ABSTRACTHigh performance all-polymer aerogels are not only interesting for their low thermal conductivity, but also for their mechanical strength and their conversion to porous carbons. The prevalent design rule dictates that crosslinking at the monomer level decreases solubility of the developing polymer and induces phase separation of nanoparticles with high surface to volume ratios. Hence, hyperbranched structures based on trifunctional single aromatic core monomers should have enhanced interparticle connectivity and rigidity compared to those based on either difunctional or multiple aromatic core monomers.
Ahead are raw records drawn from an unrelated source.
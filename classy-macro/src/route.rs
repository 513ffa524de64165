use proc_macro2::{Span, TokenStream as TokenStream2};
use quote::quote;
use syn::{
    parse::{Parse, ParseStream},
    Attribute, Ident, Lit, LitStr, Path, Token,
};

/// Method attributes consumed by `#[view]`. All but `route` preset the verb.
pub const ROUTE_ATTRS: [&str; 8] = ["route", "get", "post", "put", "patch", "delete", "head", "any"];

pub const DECORATE_ATTR: &str = "decorate";

const VERBS: [(&str, &str); 8] = [
    ("GET", "Get"),
    ("POST", "Post"),
    ("PUT", "Put"),
    ("PATCH", "Patch"),
    ("DELETE", "Delete"),
    ("HEAD", "Head"),
    ("OPTIONS", "Options"),
    ("ANY", "Any"),
];

/// One parsed `#[route(...)]` (or verb sugar) attribute.
pub struct RouteArgs {
    pattern: LitStr,
    methods: Vec<Ident>,
    name: Option<LitStr>,
    options: Vec<(String, Lit)>,
}

impl Parse for RouteArgs {
    fn parse(input: ParseStream) -> syn::Result<Self> {
        let pattern: LitStr = input.parse()?;
        let mut methods = Vec::new();
        let mut name = None;
        let mut options = Vec::new();

        while !input.is_empty() {
            input.parse::<Token![,]>()?;
            if input.is_empty() {
                break;
            }
            let key: Ident = input.parse()?;
            input.parse::<Token![=]>()?;

            if key == "method" {
                if input.peek(syn::token::Bracket) {
                    let content;
                    syn::bracketed!(content in input);
                    let verbs = content.parse_terminated(<LitStr as Parse>::parse, Token![,])?;
                    for verb in verbs {
                        methods.push(verb_ident(&verb)?);
                    }
                } else {
                    let verb: LitStr = input.parse()?;
                    methods.push(verb_ident(&verb)?);
                }
            } else if key == "name" {
                name = Some(input.parse()?);
            } else {
                let value: Lit = input.parse()?;
                match value {
                    Lit::Str(_) | Lit::Int(_) | Lit::Float(_) | Lit::Bool(_) => {}
                    other => {
                        return Err(syn::Error::new(
                            other.span(),
                            "route options must be string, number or bool literals",
                        ))
                    }
                }
                options.push((key.to_string(), value));
            }
        }

        Ok(RouteArgs {
            pattern,
            methods,
            name,
            options,
        })
    }
}

impl RouteArgs {
    /// `::classy::RouteOverride` builder expression for this annotation.
    pub fn to_tokens(&self) -> TokenStream2 {
        let pattern = &self.pattern;
        let method = if self.methods.is_empty() {
            quote! {}
        } else {
            let methods = &self.methods;
            quote! {
                .method(::classy::MethodSpec::from([#(::classy::HttpMethod::#methods),*]))
            }
        };
        let name = self.name.as_ref().map(|name| quote! { .name(#name) });
        let options = self.options.iter().map(|(key, value)| {
            quote! { .option(#key, ::classy::serde_json::Value::from(#value)) }
        });
        quote! {
            ::classy::RouteOverride::new(#pattern) #method #name #(#options)*
        }
    }
}

pub fn is_route_attr(attr: &Attribute) -> bool {
    attr.path()
        .get_ident()
        .is_some_and(|ident| ROUTE_ATTRS.contains(&ident.to_string().as_str()))
}

pub fn is_decorate_attr(attr: &Attribute) -> bool {
    attr.path().is_ident(DECORATE_ATTR)
}

/// Parse a route attribute, applying the verb its name implies.
pub fn parse_route_attr(attr: &Attribute) -> syn::Result<RouteArgs> {
    let mut args: RouteArgs = attr.parse_args()?;
    let attr_name = attr
        .path()
        .get_ident()
        .map(|ident| ident.to_string())
        .unwrap_or_default();

    if attr_name != "route" {
        if !args.methods.is_empty() {
            return Err(syn::Error::new_spanned(
                attr,
                format!("#[{}] already sets the method; use #[route] to pass `method`", attr_name),
            ));
        }
        let verb = LitStr::new(&attr_name.to_uppercase(), Span::call_site());
        args.methods.push(verb_ident(&verb)?);
    }
    Ok(args)
}

pub fn parse_decorate_attr(attr: &Attribute) -> syn::Result<Path> {
    attr.parse_args()
}

fn verb_ident(verb: &LitStr) -> syn::Result<Ident> {
    let upper = verb.value().to_uppercase();
    VERBS
        .iter()
        .find(|(name, _)| *name == upper)
        .map(|(_, variant)| Ident::new(variant, verb.span()))
        .ok_or_else(|| {
            syn::Error::new(verb.span(), format!("unknown HTTP method `{}`", verb.value()))
        })
}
That design rule is applied here to hyperbranched polyurethane (PU) aerogels synthesized from tris(4-isocyanatophenyl)methane (TIPM) and 1,1,1-tris(4-hydroxyphenyl)ethane (HPE) in anhydrous acetone using dibutyltin dilaurate (DBTDL) as catalyst. The resulting materials vary from highly flexible to rigid as the monomer concentration increases. FTIR and 13C solid NMR confirm formation of urethane. SEM shows that the flexible variety is macroporous with a beaded worm-like structure, while the rigid variety is mesoporous and nanoparticulate. Lower-density flexible aerogels are highly porous (92%) with surface area of 132 m2 g-1, while the rigid ones have higher surface areas, up to 256 m2 g-1. Polyurethane aerogels from other triols and diols, e.g., phloroglucinol (POL) and resorcinol (RES), respectively, have also been studied and for similar monomer concentrations shrinkage and bulk density increases.